Teacher Tip: This lesson requires the following materials- 4 brown paper bags numbered 1-4 with one complex machine inside (wine bottle opener, scissors, stapler, can opener). This lesson provides students with a chance to observe real machines that are compound, but made of easily identifiable simple machines.
To start this lesson, students will recall the 6 types of simple machines we have learned by creating a list in their student notes sheet.
After 3-4 minutes, I will ask the students to share their responses and will write them on the white board, along with an example for each that I will push the kids to share.
Students will work in small groups to complete the next section. Each group will get one of the brown bags.
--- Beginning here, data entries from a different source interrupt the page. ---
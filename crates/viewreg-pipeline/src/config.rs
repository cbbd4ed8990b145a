use crate::{FixPolicy, MapBackPolicy, MatcherOptions, OverlapConfig, PairFilter, RegistrationError};
use anyhow::{Context, Result};
use serde::{Deserialize, Serialize};
use std::path::Path;
use viewreg_core::Real;
use viewreg_linear::ModelKind;
use viewreg_optim::{MapBackModel, OptimizerOptions};

/// Complete configuration of a global registration run.
#[derive(Debug, Clone, PartialEq, Serialize, Deserialize)]
#[serde(default)]
pub struct RegistrationConfig {
    pub pair_filter: PairFilter,
    pub overlap: OverlapConfig,
    /// Minimal separation of merged points when matching grouped views.
    pub group_min_distance: Real,
    pub matcher: MatcherOptions,
    /// Model of the per-view corrections.
    pub model: ModelKind,
    pub optimizer: OptimizerOptions,
    pub fix: FixPolicy,
    pub map_back: MapBackPolicy,
    pub map_back_model: MapBackModel,
    /// Collect per-pair statistics in the output.
    pub pair_statistics: bool,
}

impl Default for RegistrationConfig {
    fn default() -> Self {
        Self {
            pair_filter: PairFilter::default(),
            overlap: OverlapConfig::default(),
            group_min_distance: 5.0,
            matcher: MatcherOptions::default(),
            model: ModelKind::default(),
            optimizer: OptimizerOptions::default(),
            fix: FixPolicy::default(),
            map_back: MapBackPolicy::default(),
            map_back_model: MapBackModel::default(),
            pair_statistics: false,
        }
    }
}

impl RegistrationConfig {
    pub fn from_json_file(path: impl AsRef<Path>) -> Result<Self> {
        let path = path.as_ref();
        let text = std::fs::read_to_string(path)
            .with_context(|| format!("failed to read config {}", path.display()))?;
        serde_json::from_str(&text).with_context(|| format!("invalid config {}", path.display()))
    }

    /// Reject inconsistent settings before any work starts.
    pub fn validate(&self) -> Result<(), RegistrationError> {
        self.matcher.validate()?;
        self.model.validate()?;
        self.optimizer.criteria.validate()?;
        if !self.optimizer.robust.is_valid() {
            return Err(RegistrationError::InvalidKernel(self.optimizer.robust));
        }
        if let Some(lr) = self.optimizer.link_removal {
            let ok = |v: Real| v.is_finite() && v >= 0.0;
            if !ok(lr.relative_threshold) || !ok(lr.absolute_threshold) {
                return Err(RegistrationError::InvalidLinkRemoval);
            }
        }
        if !self.group_min_distance.is_finite() || self.group_min_distance < 0.0 {
            return Err(RegistrationError::InvalidMatcher(format!(
                "group_min_distance must be non-negative, got {}",
                self.group_min_distance
            )));
        }
        Ok(())
    }
}

#[cfg(test)]
mod tests {
    use super::*;
    use viewreg_linear::{BaseModel, FitError};
    use viewreg_optim::{ConvergenceCriteria, CriteriaError};

    #[test]
    fn default_config_is_valid_and_round_trips() {
        let cfg = RegistrationConfig::default();
        cfg.validate().unwrap();
        let json = serde_json::to_string(&cfg).unwrap();
        let back: RegistrationConfig = serde_json::from_str(&json).unwrap();
        assert_eq!(back, cfg);
    }

    #[test]
    fn partial_json_uses_defaults() {
        let cfg: RegistrationConfig = serde_json::from_str(
            r#"{ "model": { "type": "translation" }, "fix": "none", "map_back": "first_view" }"#,
        )
        .unwrap();
        assert_eq!(cfg.model, ModelKind::Translation);
        assert_eq!(cfg.fix, FixPolicy::None);
        assert_eq!(cfg.map_back, MapBackPolicy::FirstView);
        assert_eq!(cfg.optimizer.criteria.max_iterations, 10_000);
    }

    #[test]
    fn invalid_settings_are_rejected() {
        let cfg = RegistrationConfig {
            model: ModelKind::Regularized {
                model: BaseModel::Affine,
                regularizer: BaseModel::Rigid,
                lambda: -0.1,
            },
            ..Default::default()
        };
        assert_eq!(
            cfg.validate(),
            Err(RegistrationError::InvalidModel(FitError::InvalidLambda(-0.1)))
        );

        let mut cfg = RegistrationConfig::default();
        cfg.optimizer.criteria = ConvergenceCriteria {
            plateau_width: 0,
            ..Default::default()
        };
        assert_eq!(
            cfg.validate(),
            Err(RegistrationError::InvalidCriteria(CriteriaError::ZeroPlateau))
        );
    }
}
They will take out the compound machine, make observations, and answer the questions by completing the chart for each machine. They will have 5 minutes for each machine. I put a timer on the board. At the end of the time, I pass new bags to the groups. Following the procedure again.
Based on the information in their data chart, students will answer the following questions in their small groups. When they are finished, each group will share their responses with the class.
Answer the questions below in complete sentences.
- How are complex machines different from simple machines?
- How could complex machines be more useful than simple machines?
- Explain how simple machines work together to make work easier.
This writing activity addresses NGSS standard SP7, as students are making a claim and supporting it with evidence from their own observations. The responses to the above questions must be supported with observational evidence or they will not be accurate.